One group of MAPs that has recently been shown to play a crucial role in growth cone dynamics is the family of `plus-end tracking proteins' (`+TIPs', such as End-binding proteins (EBs) and Adenomatosis Polyposis Coli (APC)), which bind specifically to plus-ends of MTs97,98. These proteins were originally implicated in affecting MT plus-end stabilization, but they also mediate MT cross-linking to actin, either in a positive or negative way. Interestingly, +TIP EB1 is required for RhoGEF2 association with MT plus-ends in non-neuronal cells94, suggesting the intriguing notion that navigator signalling molecules such as Rho-family GTPase regulators might actually harness MT dynamics to move themselves into areas of guidance cue signalling99. This could be one explanation for how exploratory MTs are required early for steering.

Evidence suggests that at least two +TIP members, Lissencephaly1 (LIS1) and APC, promote MT-actin uncoupling in the growth cone. In particular, LIS1 cooperates with the MT motor protein Dynein to allow uncoupling of dynamic MTs from actin retrograde flow in chick and rat neurons plated on a laminin substrate100,101. Inhibition of Dynein and LIS1 prevents MT advance into the periphery and reduces the ability of MTs to resist F-actin retrograde flow101. Consequently, the growth cone is unable to accurately steer along a Laminin border100. This is further confirmed by blockage of retrograde flow using the Myosin II inhibitor blebbistatin, leading to recovery of MT extension into the P-domain in Dynein-depleted growth cones and demonstrating that actin retrograde flow can prevent MT exploration100. Whereas the pathways by which guidance cues lead to LIS1 and Dynein activity in the growth cone have not been elucidated, LIS1 can specifically interact with Rho-family GTPase Rac1 and Cdc42 regulator, IQGAP1, in migrating mouse neurons102, and LIS1 deficiency is associated with deregulation of Rho-family GTPases Cdc42, Rac1 and RhoA103. Additionally, connections exist between Dynein and Rho-family GTPase members in other systems (for example, the Dynein regulator Nudel binds to and inhibits the Rho-family GTPase regulator Cdc42GAP in migrating mouse cells104), suggesting that Rho-family GTPases control LIS1 and Dynein-dependent uncoupling downstream of guidance cues. Interestingly, a recent study showed that the motor protein Kinesin-5, working antagonistically with Dynein, has a key role in controlling MT extension into the P-domain during growth cone turning and is specifically phosphorylated on the side opposite the invasion of MTs prior to turning105, further demonstrating that motor proteins are likely targets of guidance cue signalling.

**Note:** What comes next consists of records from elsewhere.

use ether_core::ipc::{EtherReply, EtherRequest, ReturnValue};
use ether_core::{Ether, EtherError, SqliteEther};

/// Dispatch one decoded request against the local store and build its reply.
///
/// Failures become `fault` replies so the client always gets exactly one answer.
pub async fn handle_request(request: EtherRequest, ether: &SqliteEther) -> EtherReply {
    let command = request.command();
    tracing::debug!("Dispatching {}", command);

    match dispatch(request, ether).await {
        Ok(payload) => EtherReply::ret(payload),
        Err(e) => {
            if e.is_contract() {
                tracing::debug!("{} rejected: {}", command, e);
            } else {
                tracing::error!("{} failed: {}", command, e);
            }
            EtherReply::fault(&e)
        }
    }
}

async fn dispatch(request: EtherRequest, ether: &SqliteEther) -> Result<ReturnValue, EtherError> {
    match request {
        EtherRequest::Send { mut message } => {
            let message_id = ether.send(&mut message).await?;
            let sent_at = message
                .sent_at
                .ok_or_else(|| EtherError::InvalidRow("sent message has no timestamp".to_string()))?;
            Ok(ReturnValue::Sent {
                message_id,
                sent_at,
            })
        }
        EtherRequest::BeginTrace {
            name,
            mut message,
            duration,
        } => {
            let trace = ether.begin_trace(&name, &mut message, duration).await?;
            let message_id = message
                .id
                .ok_or_else(|| EtherError::InvalidRow("begun trace has no first message".to_string()))?;
            let sent_at = message
                .sent_at
                .ok_or_else(|| EtherError::InvalidRow("sent message has no timestamp".to_string()))?;
            Ok(ReturnValue::TraceBegun {
                trace,
                message_id,
                sent_at,
            })
        }
        EtherRequest::EndTrace { mut trace } => {
            ether.end_trace(&mut trace).await?;
            Ok(ReturnValue::Nil)
        }
        // The server never loops: one poll per request, the client owns the cadence.
        EtherRequest::Recv { query, start } => {
            let messages = ether.poll(&query, start).await?;
            Ok(ReturnValue::Messages(messages))
        }
    }
}

#[cfg(test)]
mod tests {
    use super::*;
    use chrono::{Duration as ChronoDuration, Utc};
    use ether_core::config::DatabaseConfig;
    use ether_core::{AsyncMessage, Channel, FaultKind, RecvQuery};
    use std::time::Duration;

    async fn open_ether() -> (tempfile::TempDir, SqliteEther) {
        let dir = tempfile::tempdir().unwrap();
        let url = format!("sqlite://{}", dir.path().join("ether.db").display());
        let ether = SqliteEther::open(&DatabaseConfig::new(url)).await.unwrap();
        (dir, ether)
    }

    fn ping() -> AsyncMessage {
        AsyncMessage::new(Channel::prod(), "Ping", "kza-ping", Some("ping 0".to_string()))
    }

    async fn begin(ether: &SqliteEther) -> ReturnValue {
        let request = EtherRequest::BeginTrace {
            name: "ping-pong".to_string(),
            message: ping(),
            duration: Duration::from_secs(300),
        };
        handle_request(request, ether).await.into_result().unwrap()
    }

    #[tokio::test]
    async fn test_begin_trace_then_recv() {
        let (_dir, ether) = open_ether().await;
        let (trace, message_id) = match begin(&ether).await {
            ReturnValue::TraceBegun { trace, message_id, .. } => (trace, message_id),
            other => panic!("unexpected payload: {:?}", other),
        };
        assert!(trace.active);

        let request = EtherRequest::Recv {
            query: RecvQuery::new(Channel::prod()).for_trace(trace.id.unwrap()),
            start: Utc::now() - ChronoDuration::minutes(1),
        };
        match handle_request(request, &ether).await.into_result().unwrap() {
            ReturnValue::Messages(msgs) => {
                assert_eq!(msgs.len(), 1);
                assert_eq!(msgs[0].id, Some(message_id));
            }
            other => panic!("unexpected payload: {:?}", other),
        }
    }

    #[tokio::test]
    async fn test_blocking_recv_request_returns_after_one_poll() {
        let (_dir, ether) = open_ether().await;
        let request = EtherRequest::Recv {
            query: RecvQuery::new(Channel::prod()),
            start: Utc::now(),
        };
        let reply = tokio::time::timeout(Duration::from_secs(2), handle_request(request, &ether))
            .await
            .expect("server must not block on recv");
        assert_eq!(reply, EtherReply::ret(ReturnValue::Messages(Vec::new())));
    }

    #[tokio::test]
    async fn test_resend_becomes_precondition_fault() {
        let (_dir, ether) = open_ether().await;
        let trace = match begin(&ether).await {
            ReturnValue::TraceBegun { trace, .. } => trace,
            other => panic!("unexpected payload: {:?}", other),
        };

        let mut message = ping().in_trace(trace);
        message.id = Some(1);
        let reply = handle_request(EtherRequest::Send { message }, &ether).await;
        match reply {
            EtherReply::Fault { kind, .. } => assert_eq!(kind, FaultKind::Precondition),
            other => panic!("expected fault, got {:?}", other),
        }
    }

    #[tokio::test]
    async fn test_end_trace_replies_nil_then_fault() {
        let (_dir, ether) = open_ether().await;
        let trace = match begin(&ether).await {
            ReturnValue::TraceBegun { trace, .. } => trace,
            other => panic!("unexpected payload: {:?}", other),
        };

        let first = handle_request(EtherRequest::EndTrace { trace: trace.clone() }, &ether).await;
        assert_eq!(first, EtherReply::ret(ReturnValue::Nil));

        let second = handle_request(EtherRequest::EndTrace { trace }, &ether).await;
        assert!(matches!(
            second,
            EtherReply::Fault {
                kind: FaultKind::Precondition,
                ..
            }
        ));
    }
}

Similar to LIS1, APC is another +TIP that promotes MT-actin uncoupling in the growth cone and also directly interacts with IQGAP1106. APC binds to only a subset of MTs in the growth cone, and its binding location indicates the future growth direction of the axon. Locally enhancing APC association with MTs leads to growth cone steering towards that axis107, possibly by preventing MT binding to F-actin. This speculation is supported by a recent study showing that APC loss from MT plus-ends leads to increased MT looping and prevention of growth cone progression108. APC loss occurs in response to the morphogen Wnt3a, which is acting through the intracellular Wnt signalling pathway member Dishevelled-1 and which can induce axonal remodelling in mouse dorsal root ganglia neurons. In this case, the Wnt signalling pathway might be regulating APC-MT association by modifying the APC phosphorylation state. When APC is lost from the MT plus-ends, a possible hypothesis is that this might allow other MT-actin crosslinkers to bind to the plus-ends and couple MTs to F-actin retrograde flow, leading to MT looping. For example, the +TIP member, Cytoplasmic Linker Protein (CLIP)-Associated Protein (CLASP), promotes MT looping in the growth cone when over-expressed109 and it also can link MT ends to actin in non-neuronal cells110, although its actin-binding activity in the growth cone has not yet been examined. If this function holds true in growth cones, then perhaps CLASP is a +TIP member that drives MT-actin coupling and MT looping behaviour downstream of environmental `stop' signals. Interestingly, Glycogen Synthase Kinase 3β (GSK3β), which is downstream of a number of guidance cues including Wnt, Netrin and Semaphorin signalling111, can regulate whether CLASP binds to the MT plus-ends or along the entire MT, and this change in localization might regulate its function112.

MT-associated protein 1B (MAP1B), considered to be a scaffold protein which stabilizes MTs but can also bind actin, also regulates growth cone steering and motility of mouse neurons by controlling MT-actin dynamics113. In particular, the role of MAP1B in growth cones might be to couple MTs and F-actin in response to guidance cues, as MAP1B function is required for MT looping which occurs in response to treatment with Lysophosphatidic acid (LPA) (a phospholipid derivative that triggers axonal process retraction and growth cone collapse)113. As MAP1B function can be modulated by phosphorylation111, this suggests a mechanism by which the ability of MAP1B to couple MT and actin depends on upstream guidance cue signalling. For example, MAP1B is a phosphorylation substrate of GSK3β114, like CLASP.

While coupling MTs to F-actin retrograde flow prevents MT extension to the periphery in the above cases, interactions between MTs and F-actin can also promote MT extension. For example, a recent study showed that the F-actin-associated protein drebrin binds directly to +TIP protein EB3 in embryonic rat growth cones, and this interaction occurred specifically in the proximal region of filopodia when EB3-bound MTs enter and align alongside drebrin-bound F-actin bundles115. Strikingly, loss of drebrin function prevents MT extension into filopodia, suggesting that the drebrin-EB3 interaction is important for allowing MT exploration of filopodia115.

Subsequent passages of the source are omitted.